Au début, tout va très vite : vous entrez dans un tripot, jouez au poker, misez tout et perdez contre un adversaire à tête de loupNote : 1 qui se révèle être le diable. Vous voici âme damnée, squelette à baluchon condamné à errer à travers les États-Unis d'Amérique, de ville en ville, à travers champs et montagnes, à la recherche d'histoires du pays à rapporter au diable, pour trouver une illusoire terre promise « où l'eau a le goût du vin ». Ça, ce n'est que la surface, mais c'est peut-être la partie la moins intéressante de Where the water tastes like wine.

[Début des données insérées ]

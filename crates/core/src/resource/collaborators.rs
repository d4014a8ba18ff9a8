//! Interfaces of the download pipelines and the library loader.
//!
//! All calls are blocking and run on the caller's thread. Callbacks fire
//! synchronously from inside the call.

use std::path::{Path, PathBuf};

use anyhow::{Context, Result};
use walkdir::WalkDir;

use super::events::ProgressEvent;

/// Source of the default asset bundle and the extras blobs.
pub trait ResourceDownloadManager {
    /// Content hash of the remote default asset bundle.
    fn hash(&self) -> Result<String>;

    /// Download the default asset bundle into `target`, reporting progress.
    fn download_resources<F>(&self, target: &Path, on_progress: F) -> Result<()>
    where
        F: FnMut(ProgressEvent);

    /// Fetch the extras blobs.
    ///
    /// `on_clear` fires once before the first `on_entry`, which then fires once
    /// per blob.
    fn download_extras<C, E>(&self, on_clear: C, on_entry: E) -> Result<()>
    where
        C: FnOnce(),
        E: FnMut(String, Vec<u8>);
}

/// Source of the native support libraries.
pub trait LibraryDownloadManager {
    /// Content hash of the remote library bundle.
    fn hash(&self) -> Result<String>;

    /// Download missing or changed artifacts into `target`.
    ///
    /// `on_result` receives the outcome for each artifact; a single failure must
    /// not abort the batch.
    fn download_libraries<F>(&self, target: &Path, on_result: F) -> Result<()>
    where
        F: FnMut(bool, &str);
}

/// Loads library artifacts into the running process.
pub trait LibraryLoader {
    /// Load one artifact.
    fn load(&self, artifact: &Path) -> Result<()>;

    /// Attempt to load every artifact in `folder`, reporting each outcome.
    ///
    /// A failing artifact does not stop the remaining ones from being tried.
    fn load_libraries<F>(&self, folder: &Path, mut on_result: F) -> Result<()>
    where
        F: FnMut(&Path, Option<&anyhow::Error>),
    {
        for artifact in artifacts_in(folder)? {
            match self.load(&artifact) {
                Ok(()) => on_result(&artifact, None),
                Err(err) => on_result(&artifact, Some(&err)),
            }
        }
        Ok(())
    }
}

/// Files directly inside `folder`, sorted by name.
pub fn artifacts_in(folder: &Path) -> Result<Vec<PathBuf>> {
    if !folder.is_dir() {
        return Ok(Vec::new());
    }

    let mut artifacts = Vec::new();
    for entry in WalkDir::new(folder).min_depth(1).max_depth(1).sort_by_file_name() {
        let entry =
            entry.with_context(|| format!("failed to scan library folder {}", folder.display()))?;
        if entry.file_type().is_file() {
            artifacts.push(entry.into_path());
        }
    }
    Ok(artifacts)
}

Car en marchant, vous trouverez certes d'innombrables historiettes, mais vous croiserez aussi d'autres vagabonds, chacun avec sa propre personnalité, chacun racontant un morceau de l'Amérique, chacun avec son propre rêve américain, sa propre terre promise. C'est là que WTW se révèle. Le jeu adopte une structure de poupées russes à la fois imbriquées et infinies : votre histoire, c'est celle de votre errance et de vos rencontres avec d'autres marginaux, dont les récits sont alimentés par les histoires que vous leur racontez, elles-mêmes découvertes puis enjolivées au cours de votre errance.

Note 1 : Et qui a la voix de Sting, le chanteur. C'est ballot parce que c'est le moins bon de tous les acteurs regroupés pour l'excellent doublage du jeu.